Buffering – raises the pH of the drug in order to avoid GI irritation. This doesn’t really work because this causes a greater degree of the ionized portion of the drug in the GI tract meaning there will be less absorption of the drug.

 

Entericaly coating a drug does not change the pH of the drug, it only allows the drug to withstand dissolution in the stomach, allowing it to get further down the GI tract to tougher tissue with less GI irritation potential.

 

People who take aspirin on a daily basis would benefit from an enterically coated aspirin.

 

Goody’s powders work really fast because the dissolution is not needed since it is in a powder form. One disadvantage of Goody’s powder and others like it is that they contain a lot of salt so it is not a good drug to use on a daily basis.

 

Doses:

Usual adult dose = 2 (5 grain tablets) This amounts to 650 mg every 4 – 6 hours.

 

On a log dose curve, a single dose of aspirin will have a linear increase in analgesia (efficacy) up to 1300 mg.

 

As you take greater amounts of aspirin, there is an increase in the chance of toxicity.

 

Alcohol increases the bleeding potential of aspirin.

 

Aspirin is considered a teratogenic drug.

 

An aspirin a day is recommended for patients with heart disease.

 

An aspirin every other day is recommended to lower your chance of colon cancer by 1/3.

 

Three types of people who may be more susceptible to aspirin toxicity are those with asthma, chronic urticaria, and nasal polyps.

 

An overdose of aspirin can cause urticaria, angioedema, bronchospasms, and severe runny nose within 3 hours.

 

All NSAIDs have the potential for GI irritation. 

 

 

P-aminophenols:

The only p-aminophenol that has any medicinal purpose is acetaminophen.

 

N-acetyl- paminophenol = Acetaminophen

 

Acetaminophen is very similar to aspirin. It is a very weak inhibitor of prostanoid biosynthesis; therefore, it has virtually no anti inflammatory effect. Because of this, it is not effective in the treatment of arthritis.

 

The peak concentration of Acetaminophen is 60 minutes.

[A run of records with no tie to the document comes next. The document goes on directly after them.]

//! Ledger access.
//!
//! The ledger is the source of truth. Reads return whatever it holds right
//! now; writes are signed instructions it executes atomically.

use async_trait::async_trait;
use thiserror::Error;
use tracing::debug;

use sealbid_program::{AuctionEntry, BidEntry, Instruction, ProgramError, ProgramEvent, Receipt, SignedTransaction};
use sealbid_types::{short_address, Address, Auction, AuctionState, Bid};

use crate::config::CoordinatorConfig;
use crate::error::{Attempt, CoordinatorError};
use crate::identity::SigningIdentity;
use crate::state_machine::{Action, AuctionSnapshot};
use crate::timeout::{bounded, Stage};

/// Errors returned by a ledger.
#[derive(Debug, Clone, PartialEq, Eq, Error)]
pub enum LedgerError {
    #[error("rejected by program: {0}")]
    Rejected(ProgramError),

    #[error("transport failure: {0}")]
    Transport(String),
}

/// Read and write access to the auction program.
#[async_trait]
pub trait Ledger: Send + Sync {
    /// Current ledger time (unix seconds).
    async fn now(&self) -> Result<i64, LedgerError>;

    async fn fetch_auction(&self, auction: &Address) -> Result<Option<Auction>, LedgerError>;

    async fn list_auctions(
        &self,
        seller: Option<Address>,
        state: Option<AuctionState>,
    ) -> Result<Vec<AuctionEntry>, LedgerError>;

    async fn fetch_bids(&self, auction: &Address) -> Result<Vec<BidEntry>, LedgerError>;

    /// Bids of `auction` with `processed == false`.
    async fn fetch_unprocessed_bids(&self, auction: &Address) -> Result<Vec<BidEntry>, LedgerError>;

    async fn fetch_bid(&self, bid: &Address) -> Result<Option<Bid>, LedgerError>;

    async fn balance(&self, address: &Address) -> Result<u64, LedgerError>;

    async fn events(&self, auction: &Address) -> Result<Vec<ProgramEvent>, LedgerError>;

    async fn submit(&self, tx: SignedTransaction) -> Result<Receipt, LedgerError>;
}

/// Read an auction and the ledger time.
pub async fn fetch_snapshot<L: Ledger + ?Sized>(
    ledger: &L,
    config: &CoordinatorConfig,
    attempt: &Attempt,
    address: &Address,
) -> Result<AuctionSnapshot, CoordinatorError> {
    let after = config.timeout(Stage::Fetch);

    let auction = bounded(attempt.action, Stage::Fetch, after, ledger.fetch_auction(address))
        .await?
        .map_err(|e| attempt.ledger_error(e))?
        .ok_or_else(|| CoordinatorError::NotFound {
            action: attempt.action,
            what: format!("auction {}", hex::encode(address)),
        })?;
    let now = bounded(attempt.action, Stage::Fetch, after, ledger.now())
        .await?
        .map_err(|e| attempt.ledger_error(e))?;

    Ok(AuctionSnapshot {
        address: *address,
        auction,
        now,
    })
}

/// Sign `instruction` as `identity` and submit it.
pub async fn sign_and_submit<L: Ledger + ?Sized>(
    ledger: &L,
    config: &CoordinatorConfig,
    identity: &dyn SigningIdentity,
    attempt: &Attempt,
    instruction: Instruction,
) -> Result<Receipt, CoordinatorError> {
    let message = SignedTransaction::signing_message(&instruction)
        .map_err(|e| attempt.invalid_input(format!("instruction encoding failed: {}", e)))?;
    let signature = bounded(
        attempt.action,
        Stage::Signature,
        config.timeout(Stage::Signature),
        identity.sign(&message),
    )
    .await?
    .map_err(|e| attempt.identity_error(e))?;

    let tx = SignedTransaction {
        sender: identity.address(),
        instruction,
        signature,
    };

    debug!(
        action = %attempt.action,
        sender = %short_address(&tx.sender),
        "Submitting transaction"
    );

    bounded(
        attempt.action,
        Stage::Submission,
        config.timeout(Stage::Submission),
        ledger.submit(tx),
    )
    .await?
    .map_err(|e| attempt.ledger_error(e))
}

/// Read-only helpers bounded by the fetch timeout.
pub async fn fetch_bids<L: Ledger + ?Sized>(
    ledger: &L,
    config: &CoordinatorConfig,
    action: Action,
    caller: &Address,
    auction: &Address,
    unprocessed_only: bool,
) -> Result<Vec<BidEntry>, CoordinatorError> {
    let attempt = Attempt::new(action, *caller);
    let fut = async {
        if unprocessed_only {
            ledger.fetch_unprocessed_bids(auction).await
        } else {
            ledger.fetch_bids(auction).await
        }
    };
    bounded(action, Stage::Fetch, config.timeout(Stage::Fetch), fut)
        .await?
        .map_err(|e| attempt.ledger_error(e))
}
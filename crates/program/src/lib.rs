//! Reference ledger program for sealed-bid auctions.
//!
//! The program is the source of truth for auctions and bids. It executes
//! signed instructions atomically against in-memory state and calls into the
//! confidential service for every operation on encrypted amounts:
//!
//! - Auction creation with bounded title, description and duration
//! - Sealed bid placement, one live bid per bidder
//! - Sequential encrypted winner determination
//! - Winner finalization with decrypt permission
//! - Attested settlement and payment
//!
//! # Architecture
//!
//! - `instruction`: Instruction and signed transaction types
//! - `handlers`: Business logic for each instruction
//! - `queries`: Read-only state access
//! - `state`: Ledger state structures
//! - `events`: Program event log
//! - `genesis`: Limits and initial state
//! - `runtime`: Signature checks, clock and dispatch
//! - `error`: Error types

pub mod error;
pub mod events;
pub mod genesis;
pub mod handlers;
pub mod instruction;
pub mod queries;
pub mod runtime;
pub mod state;

pub use error::{ErrorClass, ProgramError};
pub use events::ProgramEvent;
pub use genesis::{GenesisBalance, GenesisConfig, GenesisValidationError, ProgramConfig};
pub use handlers::{CallContext, HandlerResult};
pub use instruction::{CreateAuctionParams, Instruction, SignedTransaction};
pub use queries::{AuctionEntry, BidEntry, ProgramQuery, ProgramQueryResponse};
pub use runtime::{ProgramRuntime, Receipt};
pub use state::ProgramState;
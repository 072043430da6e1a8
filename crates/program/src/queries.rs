//! Query handlers for the auction program.
//!
//! These functions provide read-only access to program state.

use serde::{Deserialize, Serialize};

use sealbid_types::{Address, Auction, AuctionState, Bid};

use crate::events::ProgramEvent;
use crate::state::ProgramState;

/// An auction together with its derived address.
#[derive(Clone, Debug, PartialEq, Eq, Serialize, Deserialize)]
pub struct AuctionEntry {
    pub address: Address,
    pub auction: Auction,
}

/// A bid together with its derived address.
#[derive(Clone, Debug, PartialEq, Eq, Serialize, Deserialize)]
pub struct BidEntry {
    pub address: Address,
    pub bid: Bid,
}

/// Query request types.
#[derive(Clone, Debug, Serialize, Deserialize)]
pub enum ProgramQuery {
    /// Get an auction by address.
    GetAuction { auction: Address },

    /// List auctions, newest end time first.
    ListAuctions {
        seller: Option<Address>,
        state: Option<AuctionState>,
    },

    /// Get all bids for an auction.
    GetAuctionBids { auction: Address },

    /// Get the bids of an auction not yet compared.
    GetUnprocessedBids { auction: Address },

    /// Get a specific bid by address.
    GetBid { bid: Address },

    /// Get an account balance.
    GetBalance { address: Address },

    /// Get the events of an auction in emission order.
    GetEvents { auction: Address },
}

/// Query response types.
#[derive(Clone, Debug, Serialize, Deserialize)]
pub enum ProgramQueryResponse {
    Auction(Option<AuctionEntry>),
    AuctionList(Vec<AuctionEntry>),
    Bids(Vec<BidEntry>),
    Bid(Option<BidEntry>),
    Balance(u64),
    Events(Vec<ProgramEvent>),
}

/// Handle a query.
pub fn handle_query(state: &ProgramState, query: ProgramQuery) -> ProgramQueryResponse {
    match query {
        ProgramQuery::GetAuction { auction } => ProgramQueryResponse::Auction(
            state.get_auction(&auction).map(|record| AuctionEntry {
                address: auction,
                auction: record.clone(),
            }),
        ),

        ProgramQuery::ListAuctions { seller, state: wanted } => {
            ProgramQueryResponse::AuctionList(list_auctions(state, seller.as_ref(), wanted))
        }

        ProgramQuery::GetAuctionBids { auction } => {
            ProgramQueryResponse::Bids(auction_bids(state, &auction, false))
        }

        ProgramQuery::GetUnprocessedBids { auction } => {
            ProgramQueryResponse::Bids(auction_bids(state, &auction, true))
        }

        ProgramQuery::GetBid { bid } => ProgramQueryResponse::Bid(state.get_bid(&bid).map(|record| BidEntry {
            address: bid,
            bid: record.clone(),
        })),

        ProgramQuery::GetBalance { address } => ProgramQueryResponse::Balance(state.get_balance(&address)),

        ProgramQuery::GetEvents { auction } => ProgramQueryResponse::Events(state.events_for(&auction)),
    }
}

/// Auctions matching the optional filters, newest end time first.
pub fn list_auctions(
    state: &ProgramState,
    seller: Option<&Address>,
    wanted: Option<AuctionState>,
) -> Vec<AuctionEntry> {
    let mut entries: Vec<AuctionEntry> = state
        .auctions
        .iter()
        .filter(|(_, auction)| seller.map_or(true, |s| &auction.seller == s))
        .filter(|(_, auction)| wanted.map_or(true, |w| auction.state == w))
        .map(|(address, auction)| AuctionEntry {
            address: *address,
            auction: auction.clone(),
        })
        .collect();
    entries.sort_by(|a, b| b.auction.end_time.cmp(&a.auction.end_time));
    entries
}

/// Bids of an auction in first-placement order.
pub fn auction_bids(state: &ProgramState, auction: &Address, unprocessed_only: bool) -> Vec<BidEntry> {
    state
        .get_auction_bids(auction)
        .into_iter()
        .filter(|(_, bid)| !unprocessed_only || !bid.processed)
        .map(|(address, bid)| BidEntry {
            address,
            bid: bid.clone(),
        })
        .collect()
}
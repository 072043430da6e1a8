//! Transaction execution for the auction program.
//!
//! The runtime owns the program state, the confidential service and the
//! ledger clock. Each transaction runs to completion or not at all.

use serde::{Deserialize, Serialize};
use tracing::{debug, warn};

use sealbid_confidential::{AttestedDecryption, ConfidentialError, ConfidentialService};
use sealbid_types::{short_address, Address, Handle, Signature};

use crate::error::ProgramError;
use crate::events::ProgramEvent;
use crate::genesis::{GenesisConfig, GenesisValidationError, ProgramConfig};
use crate::handlers::{
    handle_cancel_auction, handle_close_bidding, handle_create_auction, handle_determine_winner,
    handle_finalize_winner, handle_place_bid, handle_settle_auction, CallContext,
};
use crate::instruction::{Instruction, SignedTransaction};
use crate::queries::{handle_query, ProgramQuery, ProgramQueryResponse};
use crate::state::ProgramState;

/// Outcome of an accepted transaction.
#[derive(Clone, Debug, PartialEq, Eq, Serialize, Deserialize)]
pub struct Receipt {
    /// Account created by the instruction (auction or bid address)
    pub address: Option<Address>,
    pub events: Vec<ProgramEvent>,
}

/// Single-node program runtime.
pub struct ProgramRuntime {
    config: ProgramConfig,
    state: ProgramState,
    confidential: ConfidentialService,
    clock: i64,
}

impl ProgramRuntime {
    /// Build a runtime from a validated genesis configuration.
    pub fn from_genesis(genesis: GenesisConfig) -> Result<Self, GenesisValidationError> {
        genesis.validate()?;

        let confidential = ConfidentialService::from_seed(genesis.confidential_seed)
            .map_err(|e| GenesisValidationError::ConfidentialSetup(e.to_string()))?;

        let mut state = ProgramState::new();
        for (address, amount) in genesis.funded_accounts()? {
            state.credit(address, amount);
        }

        Ok(Self {
            config: genesis.program,
            state,
            confidential,
            clock: genesis.start_time,
        })
    }

    pub fn config(&self) -> &ProgramConfig {
        &self.config
    }

    pub fn state(&self) -> &ProgramState {
        &self.state
    }

    pub fn confidential(&self) -> &ConfidentialService {
        &self.confidential
    }

    /// Current ledger time.
    pub fn now(&self) -> i64 {
        self.clock
    }

    pub fn set_time(&mut self, timestamp: i64) {
        self.clock = timestamp;
    }

    pub fn advance_time(&mut self, seconds: i64) -> i64 {
        self.clock = self.clock.saturating_add(seconds);
        self.clock
    }

    /// Credit an account, returning the new balance.
    pub fn airdrop(&mut self, address: Address, amount: u64) -> u64 {
        self.state.credit(address, amount);
        self.state.get_balance(&address)
    }

    pub fn query(&self, query: ProgramQuery) -> ProgramQueryResponse {
        handle_query(&self.state, query)
    }

    /// Encrypt an amount to the confidential service input key.
    pub fn encrypt(&mut self, amount: u64) -> Result<Vec<u8>, ConfidentialError> {
        self.confidential.encrypt(amount)
    }

    pub fn decrypt_with_proof(
        &self,
        handle: Handle,
        identity: &Address,
        signature: &Signature,
    ) -> Result<AttestedDecryption, ConfidentialError> {
        self.confidential.decrypt_with_proof(handle, identity, signature)
    }

    /// Verify and execute a signed transaction.
    pub fn execute(&mut self, tx: &SignedTransaction) -> Result<Receipt, ProgramError> {
        tx.verify()?;

        let ctx = CallContext {
            sender: tx.sender,
            timestamp: self.clock,
        };
        let first_event = self.state.events.len();

        let result = self.dispatch(&ctx, &tx.instruction);
        match &result {
            Ok(_) => debug!(
                instruction = tx.instruction.name(),
                sender = %short_address(&tx.sender),
                "Transaction executed"
            ),
            Err(e) => warn!(
                instruction = tx.instruction.name(),
                sender = %short_address(&tx.sender),
                error = %e,
                "Transaction rejected"
            ),
        }

        Ok(Receipt {
            address: result?,
            events: self.state.events[first_event..].to_vec(),
        })
    }

    fn dispatch(&mut self, ctx: &CallContext, instruction: &Instruction) -> Result<Option<Address>, ProgramError> {
        let state = &mut self.state;
        let confidential = &mut self.confidential;
        let config = &self.config;

        match instruction {
            Instruction::CreateAuction(params) => {
                handle_create_auction(state, config, ctx, params.clone()).map(Some)
            }
            Instruction::PlaceBid { auction, ciphertext } => {
                handle_place_bid(state, confidential, config, ctx, *auction, ciphertext).map(Some)
            }
            Instruction::CloseBidding { auction } => handle_close_bidding(state, ctx, *auction).map(|_| None),
            Instruction::DetermineWinner { auction, bid } => {
                handle_determine_winner(state, confidential, ctx, *auction, *bid).map(|_| None)
            }
            Instruction::FinalizeWinner {
                auction,
                permission,
                leader,
            } => handle_finalize_winner(state, confidential, config, ctx, *auction, *permission, *leader)
                .map(|_| None),
            Instruction::SettleAuction {
                auction,
                handle_bytes,
                plaintext_bytes,
                attestation,
            } => {
                let attestor = confidential.attestor();
                handle_settle_auction(state, &attestor, ctx, *auction, handle_bytes, plaintext_bytes, attestation)
                    .map(|_| None)
            }
            Instruction::CancelAuction { auction, reason } => {
                handle_cancel_auction(state, ctx, *auction, reason.clone()).map(|_| None)
            }
        }
    }
}
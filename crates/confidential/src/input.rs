//! Client-side encryption of bid amounts.
//!
//! Amounts are encrypted to the service's input key before they reach the
//! ledger:
//! 1. Widen the amount to a 128-bit value and encode it as 16 LE bytes
//! 2. Sample a random 96-bit nonce
//! 3. Encrypt with AES-256-GCM
//!
//! The ciphertext layout is `nonce(12) || ciphertext(16) || tag(16)`.

use aes_gcm::{
    aead::{Aead, KeyInit},
    Aes256Gcm, Nonce,
};
use hkdf::Hkdf;
use rand::{CryptoRng, RngCore};
use sha2::Sha256;

use sealbid_types::wire::{decode_u128, encode_u128, WIDE_LEN};

use crate::error::ConfidentialError;

/// AEAD nonce length.
pub const NONCE_LEN: usize = 12;

/// AEAD tag length.
pub const TAG_LEN: usize = 16;

/// Total ciphertext length for one encrypted amount.
pub const CIPHERTEXT_LEN: usize = NONCE_LEN + WIDE_LEN + TAG_LEN;

/// Symmetric key that encrypted inputs are sealed to.
///
/// Stands in for the network encryption key of a production service.
#[derive(Clone, PartialEq, Eq)]
pub struct InputKey(pub [u8; 32]);

impl std::fmt::Debug for InputKey {
    fn fmt(&self, f: &mut std::fmt::Formatter<'_>) -> std::fmt::Result {
        f.write_str("InputKey(..)")
    }
}

impl InputKey {
    /// Derive an input key from seed material.
    pub fn derive(seed: &[u8]) -> Result<Self, ConfidentialError> {
        let hk = Hkdf::<Sha256>::new(None, seed);
        let mut key = [0u8; 32];
        hk.expand(b"SEALBID-INPUT-KEY", &mut key)
            .map_err(|_| ConfidentialError::KeyDerivationFailed)?;
        Ok(Self(key))
    }

    fn cipher(&self) -> Result<Aes256Gcm, ConfidentialError> {
        Aes256Gcm::new_from_slice(&self.0)
            .map_err(|e| ConfidentialError::EncryptionFailed(format!("Failed to create cipher: {}", e)))
    }
}

/// Encrypt a bid amount to the input key.
pub fn encrypt_amount<R: RngCore + CryptoRng>(
    key: &InputKey,
    amount: u64,
    rng: &mut R,
) -> Result<Vec<u8>, ConfidentialError> {
    let mut nonce_bytes = [0u8; NONCE_LEN];
    rng.fill_bytes(&mut nonce_bytes);

    let plaintext = encode_u128(amount as u128);
    let sealed = key
        .cipher()?
        .encrypt(Nonce::from_slice(&nonce_bytes), plaintext.as_ref())
        .map_err(|e| ConfidentialError::EncryptionFailed(format!("AES-GCM encryption failed: {}", e)))?;

    let mut out = Vec::with_capacity(CIPHERTEXT_LEN);
    out.extend_from_slice(&nonce_bytes);
    out.extend_from_slice(&sealed);
    Ok(out)
}

/// Open a ciphertext produced by [`encrypt_amount`].
pub fn decrypt_amount(key: &InputKey, ciphertext: &[u8]) -> Result<u128, ConfidentialError> {
    if ciphertext.len() != CIPHERTEXT_LEN {
        return Err(ConfidentialError::InvalidCiphertextFormat);
    }

    let (nonce, sealed) = ciphertext.split_at(NONCE_LEN);
    let plaintext = key
        .cipher()?
        .decrypt(Nonce::from_slice(nonce), sealed)
        .map_err(|_| ConfidentialError::AuthenticationFailed)?;

    decode_u128(&plaintext).map_err(|_| ConfidentialError::InvalidCiphertextFormat)
}
//! Deterministic address derivation.
//!
//! Addresses are `SHA-256(domain || program_id || len(seed_0) || seed_0 || ...)`.
//! Each seed is length-prefixed so distinct seed tuples never share a preimage.

use sha2::{Digest, Sha256};

use crate::wire::encode_u128;
use crate::{Address, Handle, AUCTION_SEED, BID_SEED};

const DERIVATION_DOMAIN: &[u8] = b"SEALBID_DERIVED_ADDRESS_V1:";

/// Derives addresses owned by one program.
#[derive(Clone, Copy, Debug, PartialEq, Eq)]
pub struct AddressDeriver {
    program_id: Address,
}

impl AddressDeriver {
    pub const fn new(program_id: Address) -> Self {
        Self { program_id }
    }

    pub fn program_id(&self) -> &Address {
        &self.program_id
    }

    /// Derive an address from an ordered list of seeds.
    pub fn derive(&self, seeds: &[&[u8]]) -> Address {
        let mut hasher = Sha256::new();
        hasher.update(DERIVATION_DOMAIN);
        hasher.update(self.program_id);
        for seed in seeds {
            hasher.update((seed.len() as u32).to_le_bytes());
            hasher.update(seed);
        }
        hasher.finalize().into()
    }

    /// `("auction", seller, auction_id_le)`
    pub fn auction_address(&self, seller: &Address, auction_id: u64) -> Address {
        self.derive(&[AUCTION_SEED, seller, &auction_id.to_le_bytes()])
    }

    /// `("bid", auction, bidder)`
    pub fn bid_address(&self, auction: &Address, bidder: &Address) -> Address {
        self.derive(&[BID_SEED, auction, bidder])
    }

    /// `(handle_le16, allowed_identity)`, derived under the confidential service's id.
    pub fn permission_address(&self, handle: Handle, allowed: &Address) -> Address {
        self.derive(&[&encode_u128(handle.0), allowed])
    }
}

#[cfg(test)]
mod tests {
    use super::*;
    use crate::{CONFIDENTIAL_PROGRAM_ID, PROGRAM_ID};

    #[test]
    fn test_derivation_is_deterministic() {
        let deriver = AddressDeriver::new(PROGRAM_ID);
        let seller = [1u8; 32];
        assert_eq!(
            deriver.auction_address(&seller, 42),
            deriver.auction_address(&seller, 42)
        );
    }

    #[test]
    fn test_distinct_seeds_distinct_addresses() {
        let deriver = AddressDeriver::new(PROGRAM_ID);
        let seller = [1u8; 32];
        let a1 = deriver.auction_address(&seller, 1);
        let a2 = deriver.auction_address(&seller, 2);
        let a3 = deriver.auction_address(&[2u8; 32], 1);
        assert_ne!(a1, a2);
        assert_ne!(a1, a3);

        let b1 = deriver.bid_address(&a1, &[9u8; 32]);
        let b2 = deriver.bid_address(&a2, &[9u8; 32]);
        assert_ne!(b1, b2);
    }

    #[test]
    fn test_length_prefix_separates_seed_boundaries() {
        let deriver = AddressDeriver::new(PROGRAM_ID);
        assert_ne!(deriver.derive(&[b"ab", b"c"]), deriver.derive(&[b"a", b"bc"]));
    }

    #[test]
    fn test_program_id_scopes_addresses() {
        let program = AddressDeriver::new(PROGRAM_ID);
        let confidential = AddressDeriver::new(CONFIDENTIAL_PROGRAM_ID);
        let handle = Handle(77);
        assert_ne!(
            program.permission_address(handle, &[3u8; 32]),
            confidential.permission_address(handle, &[3u8; 32])
        );
    }
}
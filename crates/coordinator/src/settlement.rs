//! Settlement: the winner reveals the winning bid and pays.
//!
//! Steps, in order:
//! 1. Re-read the auction and take its `highest_bid_handle`
//! 2. Sign the decrypt challenge and request an attested decryption
//! 3. Encode handle and plaintext as 16-byte little-endian words
//! 4. Submit the settle instruction carrying both and the attestation
//! 5. Re-read the settled auction

use tracing::info;

use sealbid_confidential::decrypt_challenge;
use sealbid_program::Instruction;
use sealbid_types::{short_address, Address};

use crate::config::CoordinatorConfig;
use crate::error::{Attempt, CoordinatorError};
use crate::gateway::EncryptionGateway;
use crate::identity::SigningIdentity;
use crate::ledger::{fetch_snapshot, sign_and_submit, Ledger};
use crate::state_machine::{Action, AuctionSnapshot, AuctionStateMachine};
use crate::timeout::{bounded, Stage};

/// Result of a completed settlement.
#[derive(Debug, Clone, PartialEq, Eq)]
pub struct Settlement {
    /// Revealed plaintext, exactly as attested
    pub revealed: u128,
    /// Auction after settlement
    pub snapshot: AuctionSnapshot,
}

pub struct SettlementCoordinator<'a, L: Ledger + ?Sized, G: EncryptionGateway + ?Sized> {
    ledger: &'a L,
    gateway: &'a G,
    config: &'a CoordinatorConfig,
}

impl<'a, L: Ledger + ?Sized, G: EncryptionGateway + ?Sized> SettlementCoordinator<'a, L, G> {
    pub fn new(ledger: &'a L, gateway: &'a G, config: &'a CoordinatorConfig) -> Self {
        Self { ledger, gateway, config }
    }

    pub async fn settle(
        &self,
        identity: &dyn SigningIdentity,
        auction: &Address,
    ) -> Result<Settlement, CoordinatorError> {
        let caller = identity.address();
        let attempt = Attempt::new(Action::SettleAuction, caller);

        let snapshot = fetch_snapshot(self.ledger, self.config, &attempt, auction).await?;
        AuctionStateMachine::check(&snapshot, Action::SettleAuction, &caller)?;
        let attempt = attempt.in_state(snapshot.state());
        let handle = snapshot.auction.highest_bid_handle;

        let signature = bounded(
            attempt.action,
            Stage::Signature,
            self.config.timeout(Stage::Signature),
            identity.sign(&decrypt_challenge(handle)),
        )
        .await?
        .map_err(|e| attempt.identity_error(e))?;

        let reveal = bounded(
            attempt.action,
            Stage::Decrypt,
            self.config.timeout(Stage::Decrypt),
            self.gateway.decrypt_with_proof(handle, caller, signature),
        )
        .await?
        .map_err(|e| attempt.gateway_error(e))?;
        if reveal.handle != handle {
            return Err(attempt.stale(format!(
                "service decrypted handle {} instead of {}",
                reveal.handle, handle
            )));
        }

        let (handle_bytes, plaintext_bytes) = reveal.encoded();
        let instruction = Instruction::SettleAuction {
            auction: *auction,
            handle_bytes,
            plaintext_bytes,
            attestation: reveal.attestation,
        };
        sign_and_submit(self.ledger, self.config, identity, &attempt, instruction).await?;

        let snapshot = fetch_snapshot(self.ledger, self.config, &attempt, auction).await?;
        info!(
            auction = %short_address(auction),
            winner = %short_address(&caller),
            winning_amount = snapshot.auction.winning_amount,
            "Auction settled"
        );

        Ok(Settlement {
            revealed: reveal.plaintext,
            snapshot,
        })
    }
}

The pain threshold is 30 minutes.

Acetaminophen has the same kind of dosing as aspirin.

 

Acetaminophen is nonteratogenic and can be used in pregnancy.

 

If high doses of acetaminophen is ingested, a toxic metabolite called N-acetyl-p-benzoquinonamine is produced, which causes hepatic necrosis.

 

The most serious adverse effect of acetaminophen is hepatic necrosis.

 

Hepatic toxicity can occur after the ingestion of a single dose of 10 – 15 g of acetaminophen.

 

Acetaminophen intolerance is very rare.

 

Acetaminophen is a good substitute for patients with aspirin hypersensitivity. 

 

 

Other NSAIDs

From a technical standpoint, you could almost classify aspirin as a NSAID, but it’s usually referred to as a salicylate.

 

NSAIDs were first used to treat arthritis and are now used for analgesia as well.

 

If you inhibit the arachadonic acid cascade, you will inhibit the enzymes that are responsible for the synthesis of prostaglandins. By inhibiting this cascade, you would inhibit pain.

 

Celebrax and Vioxx are the only two COX specific inhibitors on the market.